The clothing may clearly have European origins - the stovepipe hats some women wear are a dead giveaway - but the Indians saw the adoption of old-fashioned skirts and hats as an act of empowerment that has only expanded as Bolivia's Indian culture has flexed its political muscle in recent years.
“Because it's part of our culture, we wear this,” said Maria Eugenia Roque, who is in her 30's and often wears the pollera. “That's where we're from. That's our story, our identity.”
But even in this country - Latin America's most indigenous, where perhaps 70 percent of its nine million people are of Indian descent - the future of the pollera and derby hat is far from certain.
No one is predicting the demise of the tradition, but with indigenous women increasingly residing in cities, and a growing number of young Indians even breaking their way into universities and professional jobs, the clothing of the past is being set aside for special ceremonies and parties.
“If a young woman wants another life, if she wants a law degree or to go to medical school, she cannot go dressed as a Chola,” said Mendoza, who is director of the Tambo Kirkincho cultural museum in La Paz, which includes an exhibition on Indian dress. “If you're successful, most women just do not wear the pollera.”
For some young indigenous women, the belief that they will face discrimination or be taunted as rural hicks has prompted them to drop the traditional garments.

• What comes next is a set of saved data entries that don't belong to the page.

//! Result and error types for pagekit.

use std::collections::BTreeMap;
use std::fmt;

use thiserror::Error;

/// Result type for pagekit operations
pub type PageResult<T> = Result<T, PageError>;

/// Errors that can occur while resolving elements or verifying pages
#[derive(Debug, Error)]
pub enum PageError {
    /// Malformed configuration or constructor arguments
    #[error("Configuration error: {message}")]
    Configuration {
        /// Error message
        message: String,
    },

    /// An element name was requested that is not declared on the element
    #[error(
        "Could not find a defined element with name \"{name}\". The defined ones are: {}.",
        known.join(", ")
    )]
    UndeclaredElement {
        /// Requested name
        name: String,
        /// Names that are declared
        known: Vec<String>,
    },

    /// The resolved query matched no node in the current document
    #[error(
        "Element named \"{name}\" with parameters {} not found (query: {query})",
        format_parameters(parameters)
    )]
    ElementNotFound {
        /// Requested name
        name: String,
        /// Substitution parameters used for resolution
        parameters: BTreeMap<String, String>,
        /// Low-level query that matched nothing
        query: String,
    },

    /// The browser is not on the expected page
    #[error("Unexpected page: {message}")]
    UnexpectedPage {
        /// Error message
        message: String,
    },

    /// The current URL resolves to a different route than expected
    #[error("{0}")]
    UnexpectedRoute(RouteMismatch),

    /// The router could not match a path to any route
    #[error("No route found for path \"{path}\"")]
    RouteNotFound {
        /// Normalized path
        path: String,
    },

    /// The router cannot generate a URL for a route
    #[error("Unable to generate a URL for route \"{route}\": {message}")]
    UrlGeneration {
        /// Route name
        route: String,
        /// Error message
        message: String,
    },

    /// Browser session failure
    #[error("Session error: {message}")]
    Session {
        /// Error message
        message: String,
    },

    /// URL parsing error
    #[error("Invalid URL: {0}")]
    Url(#[from] url::ParseError),

    /// I/O error
    #[error("I/O error: {0}")]
    Io(#[from] std::io::Error),

    /// JSON error
    #[error("JSON error: {0}")]
    Json(#[from] serde_json::Error),

    /// YAML error
    #[error("YAML error: {0}")]
    Yaml(#[from] serde_yaml_ng::Error),
}

impl PageError {
    /// Create a configuration error
    #[must_use]
    pub fn configuration(message: impl Into<String>) -> Self {
        Self::Configuration {
            message: message.into(),
        }
    }

    /// Create a session error
    #[must_use]
    pub fn session(message: impl Into<String>) -> Self {
        Self::Session {
            message: message.into(),
        }
    }

    /// Create an unexpected page error
    #[must_use]
    pub fn unexpected_page(message: impl Into<String>) -> Self {
        Self::UnexpectedPage {
            message: message.into(),
        }
    }

    /// Whether this error means "the browser is somewhere else".
    ///
    /// These are the only failures `try_to_open` swallows.
    #[must_use]
    pub const fn is_unexpected_location(&self) -> bool {
        matches!(self, Self::UnexpectedPage { .. } | Self::UnexpectedRoute(_))
    }
}

/// Details of a failed route verification
#[derive(Debug, Clone, PartialEq, Eq)]
pub enum RouteMismatch {
    /// The matched route has a different name
    Name {
        /// Expected route name
        expected: String,
        /// Route name that was matched
        found: String,
        /// URL the browser is on
        url: String,
    },
    /// A required route parameter is missing or different
    Parameter {
        /// Parameter name
        key: String,
        /// Expected value
        expected: String,
        /// Value on the matched route, if any
        found: Option<String>,
    },
}

impl fmt::Display for RouteMismatch {
    fn fmt(&self, f: &mut fmt::Formatter<'_>) -> fmt::Result {
        match self {
            Self::Name {
                expected,
                found,
                url,
            } => write!(
                f,
                "Matched route '{found}' does not match the expected route '{expected}' for URL '{url}'"
            ),
            Self::Parameter {
                key,
                expected,
                found,
            } => write!(
                f,
                "Matched route does not match the expected parameter '{key}'='{expected}' ({} found)",
                found.as_deref().unwrap_or("null")
            ),
        }
    }
}

fn format_parameters(parameters: &BTreeMap<String, String>) -> String {
    if parameters.is_empty() {
        return "(none)".to_string();
    }
    parameters
        .iter()
        .map(|(key, value)| format!("{key}={value}"))
        .collect::<Vec<_>>()
        .join(", ")
}
#[cfg(test)]
#[allow(clippy::unwrap_used, clippy::expect_used)]
mod tests {
    use super::*;
    use crate::session::{MockNode, MockSession};

    fn node(session: &Rc<MockSession>, id: &str) -> NodeElement {
        let handle = session
            .find_all(&format!("css=#{id}"))
            .unwrap()
            .into_iter()
            .next()
            .unwrap();
        NodeElement::new(Rc::clone(session) as Rc<dyn Session>, handle)
    }

    fn session() -> Rc<MockSession> {
        let session = MockSession::new();
        session.add_node(
            MockNode::new("email", "input")
                .matching("css=#email")
                .with_attribute("name", "email")
                .with_class("field"),
        );
        session.add_node(
            MockNode::new("terms", "input")
                .matching("css=#terms")
                .with_attribute("type", "checkbox"),
        );
        session.add_node(
            MockNode::new("title", "h1")
                .matching("css=#title")
                .with_text("Checkout")
                .with_html("<em>Checkout</em>"),
        );
        Rc::new(session)
    }

    mod action_tests {
        use super::*;

        #[test]
        fn test_action_names() {
            assert_eq!(NodeAction::Click.name(), "click");
            assert_eq!(NodeAction::SetValue("x".to_string()).name(), "set_value");
            assert_eq!(
                NodeAction::KeyPress {
                    key: "a".to_string(),
                    modifier: Some(KeyModifier::Ctrl)
                }
                .name(),
                "key_press"
            );
        }

        #[test]
        fn test_click_is_forwarded() {
            let session = session();
            node(&session, "title").click().unwrap();
            assert!(session.was_called("click:title"));
        }

        #[test]
        fn test_fill_sets_value() {
            let session = session();
            let email = node(&session, "email");
            email.fill("ada@example.com").unwrap();
            assert_eq!(email.value().unwrap(), Value::from("ada@example.com"));
        }

        #[test]
        fn test_check_and_uncheck() {
            let session = session();
            let terms = node(&session, "terms");
            assert!(!terms.is_checked().unwrap());
            terms.check().unwrap();
            assert!(terms.is_checked().unwrap());
            terms.uncheck().unwrap();
            assert!(!terms.is_checked().unwrap());
        }

        #[test]
        fn test_drag_to_records_target() {
            let session = session();
            node(&session, "title")
                .drag_to(&node(&session, "email"))
                .unwrap();
            assert!(session.was_called("drag_to:title"));
        }
    }

    mod query_tests {
        use super::*;

        #[test]
        fn test_text_and_html() {
            let session = session();
            let title = node(&session, "title");
            assert_eq!(title.text().unwrap(), "Checkout");
            assert_eq!(title.html().unwrap(), "<em>Checkout</em>");
            assert_eq!(title.tag_name().unwrap(), "h1");
        }

        #[test]
        fn test_attributes_and_classes() {
            let session = session();
            let email = node(&session, "email");
            assert_eq!(email.attribute("name").unwrap(), Some("email".to_string()));
            assert_eq!(email.attribute("placeholder").unwrap(), None);
            assert!(email.has_attribute("name").unwrap());
            assert!(email.has_class("field").unwrap());
            assert!(!email.has_class("hidden").unwrap());
        }

        #[test]
        fn test_visibility() {
            let session = session();
            assert!(node(&session, "title").is_visible().unwrap());
        }

        #[test]
        fn test_query_accessor() {
            let session = session();
            assert_eq!(node(&session, "title").query(), "css=#title");
        }
    }

    mod lookup_tests {
        use super::*;

        fn form_session() -> Rc<MockSession> {
            let session = MockSession::new()
                .with_node(MockNode::new("form", "form").matching("css=#form"))
                .with_node(
                    MockNode::new("email", "input")
                        .matching("named=field:Email")
                        .matching("named=id:email")
                        .inside("form"),
                )
                .with_node(
                    MockNode::new("terms", "input")
                        .matching("named=field:Terms")
                        .inside("form"),
                )
                .with_node(
                    MockNode::new("news", "input")
                        .matching("named=field:Newsletter")
                        .with_checked(true)
                        .inside("form"),
                )
                .with_node(
                    MockNode::new("country", "select")
                        .matching("named=field:Country")
                        .matching("named=select:Country")
                        .inside("form"),
                )
                .with_node(
                    MockNode::new("avatar", "input")
                        .matching("named=field:Avatar")
                        .inside("form"),
                )
                .with_node(MockNode::new("send", "button").matching("named=button:Send").inside("form"))
                .with_node(MockNode::new("help", "a").matching("named=link:Help").inside("form"))
                .with_node(MockNode::new("prices", "table").matching("named=table:Prices").inside("form"))
                .with_node(MockNode::new("outside", "a").matching("named=link:Home"));
            Rc::new(session)
        }

        fn form(session: &Rc<MockSession>) -> NodeElement {
            node(session, "form")
        }

        #[test]
        fn test_find_and_find_all_are_scoped() {
            let session = form_session();
            let form = form(&session);
            assert!(form.has(&Selector::named(NamedKind::Link, "Help")).unwrap());
            assert!(!form.has(&Selector::named(NamedKind::Link, "Home")).unwrap());
            assert_eq!(
                form.find_all(&Selector::named(NamedKind::Field, "Email")).unwrap().len(),
                1
            );
            assert!(form.find(&Selector::css("p")).unwrap().is_none());
        }

        #[test]
        fn test_find_by_id() {
            let session = form_session();
            let email = form(&session).find_by_id("email").unwrap().unwrap();
            assert_eq!(email.handle().id, "email");
            assert!(form(&session).find_by_id("missing").unwrap().is_none());
        }

        #[test]
        fn test_links() {
            let session = form_session();
            let form = form(&session);
            assert!(form.has_link("Help").unwrap());
            assert!(form.find_link("Help").unwrap().is_some());
            form.click_link("Help").unwrap();
            assert!(session.was_called("click:help"));
        }

        #[test]
        fn test_buttons() {
            let session = form_session();
            let form = form(&session);
            assert!(form.has_button("Send").unwrap());
            assert!(!form.has_button("Cancel").unwrap());
            assert!(form.find_button("Send").unwrap().is_some());
            form.press_button("Send").unwrap();
            assert!(session.was_called("press:send"));
        }

        #[test]
        fn test_fill_field() {
            let session = form_session();
            let form = form(&session);
            assert!(form.has_field("Email").unwrap());
            form.fill_field("Email", "ada@example.com").unwrap();
            assert_eq!(
                form.find_field("Email").unwrap().unwrap().value().unwrap(),
                Value::from("ada@example.com")
            );
        }

        #[test]
        fn test_checkbox_fields() {
            let session = form_session();
            let form = form(&session);
            assert!(form.has_unchecked_field("Terms").unwrap());
            assert!(!form.has_checked_field("Terms").unwrap());
            form.check_field("Terms").unwrap();
            assert!(form.has_checked_field("Terms").unwrap());

            assert!(form.has_checked_field("Newsletter").unwrap());
            form.uncheck_field("Newsletter").unwrap();
            assert!(form.has_unchecked_field("Newsletter").unwrap());

            assert!(!form.has_checked_field("Missing").unwrap());
            assert!(!form.has_unchecked_field("Missing").unwrap());
        }

        #[test]
        fn test_select_field_option() {
            let session = form_session();
            let form = form(&session);
            assert!(form.has_select("Country").unwrap());
            form.select_field_option("Country", "NL", false).unwrap();
            assert_eq!(session.node("country").unwrap().value, Value::from("NL"));
            form.select_field_option("Country", "BE", true).unwrap();
            form.select_field_option("Country", "DE", true).unwrap();
            assert_eq!(
                session.node("country").unwrap().value,
                serde_json::json!(["BE", "DE"])
            );
        }

        #[test]
        fn test_has_table() {
            let session = form_session();
            assert!(form(&session).has_table("Prices").unwrap());
            assert!(!form(&session).has_table("Stock").unwrap());
        }

        #[test]
        fn test_attach_file_to_field() {
            let session = form_session();
            form(&session)
                .attach_file_to_field("Avatar", "/tmp/me.png")
                .unwrap();
            assert_eq!(session.node("avatar").unwrap().value, Value::from("/tmp/me.png"));
        }

        #[test]
        fn test_missing_target_reports_named_query() {
            let session = form_session();
            match form(&session).fill_field("Phone", "1").unwrap_err() {
                PageError::ElementNotFound { name, parameters, query } => {
                    assert_eq!(name, "field Phone");
                    assert!(parameters.is_empty());
                    assert_eq!(query, "named=field:Phone");
                }
                other => panic!("unexpected error: {other}"),
            }
            assert!(form(&session).press_button("Cancel").is_err());
            assert!(form(&session).click_link("Home").is_err());
        }
    }

    mod conversion_tests {
        use super::*;

        #[test]
        fn test_expect_string_rejects_other_types() {
            assert!(expect_string(Value::Bool(true), "text").is_err());
            assert_eq!(expect_string(Value::from("a"), "text").unwrap(), "a");
        }

        #[test]
        fn test_expect_bool_rejects_other_types() {
            assert!(expect_bool(Value::from("true"), "is_visible").is_err());
            assert!(expect_bool(Value::Bool(true), "is_visible").unwrap());
        }
    }
}
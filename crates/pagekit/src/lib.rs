//! pagekit: Page Objects for Browser Acceptance Tests
//!
//! Describe pages and reusable page fragments declaratively, name their
//! regions with CSS/XPath locators, and get navigation, verification and
//! interaction helpers on top of any browser-automation session.
//!
//! # Architecture
//!
//! ```text
//! ┌──────────────────────────────────────────────────────────────┐
//! │                     pagekit Architecture                     │
//! ├──────────────────────────────────────────────────────────────┤
//! │  ┌────────────┐   ┌────────────┐   ┌────────────┐            │
//! │  │ Element    │   │ Locator    │   │ Session    │            │
//! │  │ definition │──►│ registry   │──►│ (driver)   │            │
//! │  └────────────┘   └────────────┘   └────────────┘            │
//! │        │                                 ▲                   │
//! │        ▼                                 │                   │
//! │  ┌────────────┐   ┌────────────┐         │                   │
//! │  │ Page       │──►│ Router     │─────────┘                   │
//! │  │ object     │   │ (match/gen)│                             │
//! │  └────────────┘   └────────────┘                             │
//! └──────────────────────────────────────────────────────────────┘
//! ```
//!
//! # Example
//!
//! ```
//! use std::rc::Rc;
//! use pagekit::prelude::*;
//!
//! let session = Rc::new(MockSession::new());
//! let router = Rc::new(PatternRouter::new().route("checkout", "/checkout/{orderId}"));
//! let config = Rc::new(PageConfig::new().with_base_url("http://shop.test"));
//!
//! let page = RoutePage::new(session, router, config, "checkout")?;
//! page.open(&pagekit::params! { "orderId" => "5" })?;
//! assert!(page.is_open(&pagekit::params! { "orderId" => "5" }));
//! # Ok::<(), pagekit::PageError>(())
//! ```

#![warn(missing_docs)]

mod config;
mod element;
mod locator;
mod node;
mod page_object;
mod registry;
mod result;
mod routing;
mod session;

pub use config::{FrontControllers, PageConfig, DEFAULT_FRONT_CONTROLLERS, DEFAULT_LOCALE};
pub use element::{Element, ElementDefinition, ElementSpec, DEFAULT_LOCATOR};
pub use locator::{
    substitute, DefaultSelectorEngine, Locator, NamedKind, Parameters, Selector, SelectorEngine,
    CSS_ENGINE, XPATH_ENGINE,
};
pub use node::{KeyModifier, NodeAction, NodeElement, NodeOperations, NodeQuery};
pub use page_object::{check_route, PageObject, RoutePage, UrlPage};
pub use registry::LocatorRegistry;
pub use result::{PageError, PageResult, RouteMismatch};
pub use routing::{
    path_of, strip_default_parameters, MatchedRoute, PatternRouter, RouteDefinition, RoutePattern,
    Router, ROUTE_KEY,
};
pub use session::{Document, MockNode, MockSession, NodeHandle, Session};

/// Derive [`ElementDefinition`] from `#[element(...)]` attributes
#[cfg(feature = "derive")]
pub use pagekit_derive::Element;

/// Build a [`Parameters`] map from `key => value` pairs
///
/// ```
/// let params = pagekit::params! { "orderId" => "5", "_locale" => "fr_FR" };
/// assert_eq!(params.get("orderId").map(String::as_str), Some("5"));
/// ```
#[macro_export]
macro_rules! params {
    () => {
        $crate::Parameters::new()
    };
    { $($key:expr => $value:expr),+ $(,)? } => {{
        let mut parameters = $crate::Parameters::new();
        $(
            let _ = parameters.insert(
                ::std::string::ToString::to_string(&$key),
                ::std::string::ToString::to_string(&$value),
            );
        )+
        parameters
    }};
}

/// Prelude for convenient imports
pub mod prelude {
    pub use super::config::*;
    pub use super::element::*;
    pub use super::locator::*;
    pub use super::node::*;
    pub use super::page_object::*;
    pub use super::registry::*;
    pub use super::result::*;
    pub use super::routing::*;
    pub use super::session::*;
    pub use crate::params;
}
impl Session for MockSession {
    fn current_url(&self) -> PageResult<String> {
        Ok(self.state.borrow().current_url.clone())
    }

    fn visit(&self, url: &str) -> PageResult<()> {
        let mut state = self.state.borrow_mut();
        state.call_history.push(format!("visit:{url}"));
        let landed = state
            .redirects
            .get(url)
            .cloned()
            .unwrap_or_else(|| url.to_string());
        state.current_url = landed;
        Ok(())
    }

    fn status_code(&self) -> PageResult<Option<u16>> {
        Ok(self.state.borrow().status_code)
    }

    fn find_all(&self, query: &str) -> PageResult<Vec<NodeHandle>> {
        Ok(self
            .state
            .borrow()
            .nodes
            .iter()
            .filter(|n| n.queries.contains(query))
            .map(|n| NodeHandle::new(n.id.clone(), query))
            .collect())
    }

    fn find_within(&self, scope: &NodeHandle, query: &str) -> PageResult<Vec<NodeHandle>> {
        let state = self.state.borrow();
        if !state.nodes.iter().any(|n| n.id == scope.id) {
            return Err(PageError::session(format!("stale node handle \"{}\"", scope.id)));
        }
        Ok(state
            .nodes
            .iter()
            .filter(|n| n.queries.contains(query) && state.is_descendant(n, &scope.id))
            .map(|n| NodeHandle::new(n.id.clone(), query))
            .collect())
    }

    fn perform(&self, node: &NodeHandle, action: &NodeAction) -> PageResult<()> {
        self.with_node_mut(node, |n| match action {
            NodeAction::Check => n.checked = true,
            NodeAction::Uncheck => n.checked = false,
            NodeAction::SetValue(value) => n.value = Value::from(value.as_str()),
            NodeAction::AttachFile(path) => n.value = Value::from(path.as_str()),
            NodeAction::SelectOption { option, multiple } => {
                n.value = match (&n.value, multiple) {
                    (Value::Array(current), true) => {
                        let mut values = current.clone();
                        values.push(Value::from(option.as_str()));
                        Value::Array(values)
                    }
                    (_, true) => Value::Array(vec![Value::from(option.as_str())]),
                    (_, false) => Value::from(option.as_str()),
                };
            }
            _ => {}
        })?;
        self.state
            .borrow_mut()
            .call_history
            .push(format!("{}:{}", action.name(), node.id));
        Ok(())
    }

    fn inspect(&self, node: &NodeHandle, query: &NodeQuery) -> PageResult<Value> {
        self.with_node_mut(node, |n| match query {
            NodeQuery::Text => Value::from(n.text.as_str()),
            NodeQuery::Html => Value::from(n.html.as_str()),
            NodeQuery::OuterHtml => Value::from(n.outer_html()),
            NodeQuery::TagName => Value::from(n.tag_name.as_str()),
            NodeQuery::Value => n.value.clone(),
            NodeQuery::Attribute(name) => n
                .attributes
                .get(name)
                .map_or(Value::Null, |v| Value::from(v.as_str())),
            NodeQuery::HasAttribute(name) => Value::Bool(n.attributes.contains_key(name)),
            NodeQuery::HasClass(class) => Value::Bool(n.classes.contains(class)),
            NodeQuery::IsVisible => Value::Bool(n.visible),
            NodeQuery::IsChecked => Value::Bool(n.checked),
            NodeQuery::IsSelected => Value::Bool(n.selected),
        })
    }
}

But the shift has as much to do with style and a modern sense of fashion, which has touched even the insular world of Bolivia's Quechua and Aymara Indians in this most isolated of countries, landlocked in the middle of South America.
“I would not dress like that,” said Alison Cruz, 17, who works in her father's shop, Princess Hats, selling the derby hats so popular among her people. “I would maybe do it to see what it looks like in the mirror. But I would never go out that way.”
Cost is also an issue. If a Chola really wants to dress to impress, the price can be prohibitive.
A top-of-the-line hat can cost $200, more than most Bolivians can earn in a month. And a trendy pollera can go for as much as $50. All Cholitas also know that the attire must be accompanied by the most elaborate of gold jewelry, adding yet more expense.